ANOVA tests may be run in R programming, and there are a number of functions and packages available to do so.

ANOVA test involves setting up: 

  • Null Hypothesis: The default assumption, or null hypothesis, is that there is no meaningful relationship or impact between the variables. It stands for the absence of a population-wide link, difference, or effect. The statement that two or more groups are equal or that the effect size is zero is sometimes expressed as the null hypothesis. The null hypothesis is commonly written as H0.
     
  • Alternate Hypothesis: The opposite of the null hypothesis is the alternative hypothesis. It implies that there is a significant relationship, difference, or link among the population’s variables. Depending on the study question or the nature of the issue under investigation, it may take several forms. Alternative hypotheses are sometimes referred to as H1 or HA.
     

ANOVA tests are of two types: 

  • One-way ANOVA: One-way When there is a single categorical independent variable (also known as a factor) and a single continuous dependent variable, an ANOVA is employed. It seeks to ascertain whether there are any notable variations in the dependent variable’s means across the levels of the independent variable.
     
  • Two-way ANOVA: When there are two categorical independent variables (factors) and one continuous dependent variable, two-way ANOVA is used as an extension of one-way ANOVA. You can evaluate both the direct impacts of each independent variable and how they interact with one another on the dependent variable.

The Dataset

The mtcars(motor trend car road test) dataset is used which consist of 32 car brands and 11 attributes. The dataset comes preinstalled in dplyr package in R. 

To get started with ANOVA, we need to install and load the dplyr package.

Performing One Way ANOVA test in R language

One-way ANOVA test is performed using mtcars dataset which comes preinstalled with dplyr package between disp attribute, a continuous attribute and gear attribute, a categorical attribute.here are some steps.

  • Setup Null Hypothesis and Alternate Hypothesis
  • H0 = mu = mu01 = mu02(There is no differencebetween average displacement for different gears)
  • H1 = Not all means are equal.

R




# Installing the package
install.packages("dplyr")
 
# Loading the package
library(dplyr)
 
head(mtcars)


Output:

                   mpg cyl disp  hp drat    wt  qsec vs am gear carb
Mazda RX4 21.0 6 160 110 3.90 2.620 16.46 0 1 4 4
Mazda RX4 Wag 21.0 6 160 110 3.90 2.875 17.02 0 1 4 4
Datsun 710 22.8 4 108 93 3.85 2.320 18.61 1 1 4 1
Hornet 4 Drive 21.4 6 258 110 3.08 3.215 19.44 1 0 3 1
Hornet Sportabout 18.7 8 360 175 3.15 3.440 17.02 0 0 3 2
Valiant 18.1 6 225 105 2.76 3.460 20.22 1 0 3 1

Here we will print top 5 record of our dataset to get an idea about our dataset.

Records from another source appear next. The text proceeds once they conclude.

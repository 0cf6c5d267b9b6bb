//! The [`report`](self) module contains the records emitted by a
//! [`Suite`](crate::Suite) run and the sinks they are written to.

use std::fmt::{Display, Formatter, Result as FmtResult};
use std::io::{stderr, stdout, Write};
use std::sync::Arc;

use parking_lot::Mutex;

use crate::error::Result;
use crate::times::TimesRange;

/// One outcome of a suite run.
#[derive(Debug, Clone, Eq, PartialEq)]
pub enum Report {
    /// The case produced the expected value.
    Pass {
        /// Display name of the suite.
        suite: String,
        /// Title of the case.
        case: String,
    },

    /// The case produced a value different from the expected one.
    Fail {
        /// Display name of the suite.
        suite: String,
        /// Title of the case.
        case: String,
        /// Rendered expected value.
        expected: String,
        /// Rendered actual value.
        actual: String,
    },

    /// The case panicked.
    ///
    /// Only the panic message is recorded. The installed panic hook is left
    /// untouched, so the default hook still prints its own line with the
    /// panic location to stderr.
    Crash {
        /// Display name of the suite.
        suite: String,
        /// Title of the case.
        case: String,
        /// Message of the panic.
        message: String,
    },

    /// A mock was called more or less often than expected.
    CallCountMismatch {
        /// Name of the mock.
        mock: String,
        /// Number of observed calls.
        observed: usize,
        /// Expected number of calls.
        expected: TimesRange,
    },

    /// The most recent call of a mock did not use the expected arguments.
    ArgumentMismatch {
        /// Name of the mock.
        mock: String,
        /// Rendered arguments of the most recent call, `None` if never called.
        observed: Option<String>,
        /// Rendered expected arguments.
        expected: String,
    },
}

impl Report {
    /// Returns `true` for records that describe a problem.
    #[must_use]
    pub fn is_failure(&self) -> bool {
        !matches!(self, Self::Pass { .. })
    }
}

impl Display for Report {
    fn fmt(&self, f: &mut Formatter<'_>) -> FmtResult {
        match self {
            Self::Pass { suite, case } => write!(f, "[pass] {suite} {case}"),
            Self::Fail {
                suite,
                case,
                expected,
                actual,
            } => write!(
                f,
                "[fail] {suite} {case}; expected={expected}, actual={actual}"
            ),
            Self::Crash {
                suite,
                case,
                message,
            } => write!(f, "[crash] {suite} {case} {message}"),
            Self::CallCountMismatch {
                mock,
                observed,
                expected,
            } => write!(
                f,
                "[mock] {mock} was called {observed} time(s), but expected {expected} time(s)"
            ),
            Self::ArgumentMismatch {
                mock,
                observed: Some(observed),
                expected,
            } => write!(
                f,
                "[mock] {mock} was called with {observed}, but expected {expected}"
            ),
            Self::ArgumentMismatch {
                mock,
                observed: None,
                expected,
            } => write!(f, "[mock] {mock} was never called, but expected {expected}"),
        }
    }
}

/// Counters of a finished suite run.
#[derive(Default, Debug, Clone, Copy, Eq, PartialEq)]
pub struct Summary {
    /// Number of passed cases.
    pub passed: usize,

    /// Number of failed cases.
    pub failed: usize,

    /// Number of cases that panicked.
    pub crashed: usize,

    /// Number of unmet mock expectations.
    pub mock_mismatches: usize,
}

impl Summary {
    /// Returns `true` if every case passed and every mock expectation was met.
    #[must_use]
    pub fn is_success(&self) -> bool {
        self.failed == 0 && self.crashed == 0 && self.mock_mismatches == 0
    }

    /// Add the counters of `other` to `self`.
    pub fn merge(&mut self, other: &Summary) {
        self.passed += other.passed;
        self.failed += other.failed;
        self.crashed += other.crashed;
        self.mock_mismatches += other.mock_mismatches;
    }
}

impl Display for Summary {
    fn fmt(&self, f: &mut Formatter<'_>) -> FmtResult {
        write!(
            f,
            "{} passed, {} failed, {} crashed, {} mock mismatch(es)",
            self.passed, self.failed, self.crashed, self.mock_mismatches
        )
    }
}

/// Sink for the records emitted by a suite run.
pub trait Reporter {
    /// Write a single record.
    ///
    /// # Errors
    /// Returns an error if the record could not be written.
    fn report(&mut self, record: Report) -> Result<()>;

    /// Called once after the last record of a run has been written.
    ///
    /// # Errors
    /// Returns an error if the sink could not be flushed.
    fn finish(&mut self, _summary: &Summary) -> Result<()> {
        Ok(())
    }
}

/// Default [`Reporter`] writing one line per record to the console.
///
/// Failures and crashes go to stderr, everything else to stdout.
#[derive(Default, Debug, Clone, Copy)]
pub struct ConsoleReporter;

impl Reporter for ConsoleReporter {
    fn report(&mut self, record: Report) -> Result<()> {
        match record {
            Report::Fail { .. } | Report::Crash { .. } => writeln!(stderr().lock(), "{record}")?,
            _ => writeln!(stdout().lock(), "{record}")?,
        }

        Ok(())
    }
}

/// [`Reporter`] writing one line per record to any [`Write`] implementation.
#[derive(Debug)]
pub struct WriterReporter<W> {
    writer: W,
}

impl<W: Write> WriterReporter<W> {
    /// Create a new reporter writing to `writer`.
    pub fn new(writer: W) -> Self {
        Self { writer }
    }

    /// Return the underlying writer.
    pub fn into_inner(self) -> W {
        self.writer
    }
}

impl<W: Write> Reporter for WriterReporter<W> {
    fn report(&mut self, record: Report) -> Result<()> {
        writeln!(self.writer, "{record}")?;

        Ok(())
    }

    fn finish(&mut self, _summary: &Summary) -> Result<()> {
        self.writer.flush()?;

        Ok(())
    }
}

/// [`Reporter`] that keeps all records in memory.
///
/// Clones share the same records, so a clone can be handed to a suite while
/// the original is used to inspect the outcome afterwards.
#[derive(Default, Debug, Clone)]
pub struct Recorder {
    records: Arc<Mutex<Vec<Report>>>,
}

impl Recorder {
    /// Create a new empty recorder.
    #[must_use]
    pub fn new() -> Self {
        Self::default()
    }

    /// Records written so far.
    #[must_use]
    pub fn records(&self) -> Vec<Report> {
        self.records.lock().clone()
    }

    /// Records written so far, rendered as lines.
    #[must_use]
    pub fn lines(&self) -> Vec<String> {
        self.records.lock().iter().map(ToString::to_string).collect()
    }
}

impl Reporter for Recorder {
    fn report(&mut self, record: Report) -> Result<()> {
        self.records.lock().push(record);

        Ok(())
    }
}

Perform the ANOVA test using aov function.

R




mtcars_aov <- aov(mtcars$disp~factor(mtcars$gear))
summary(mtcars_aov)


Output:

                    Df Sum Sq Mean Sq F value   Pr(>F)    
factor(mtcars$gear) 2 280221 140110 20.73 2.56e-06 ***
Residuals 29 195964 6757
---
Signif. codes: 0 ‘***’ 0.001 ‘**’ 0.01 ‘*’ 0.05 ‘.’ 0.1 ‘ ’ 1
  • Df: The model’s degrees of freedom.
  • Sum Sq: The sums of squares, which represent the variability that the model is able to account for.
  • Mean Sq: The variance explained by each component is represented by the mean squares.
  • F-value: It is the measure used to compare the mean squares both within and between groups.
  • Pr(>F): The F-statistics p-value, which denotes the factors’ statistical significance.
  • Residuals: Relative deviations from the group mean, are often known as residuals and their summary statistics.

Identifier codes: Asterisks (*) are used to show the degree of significance; they stand for p 0.05, p 0.01, and p 0.001, respectively.

Performing Two Way ANOVA test in R

A two-way ANOVA test is performed using mtcars dataset which comes preinstalled with dplyr package between disp attribute, a continuous attribute and gear attribute, a categorical attribute, am attribute, a categorical attribute.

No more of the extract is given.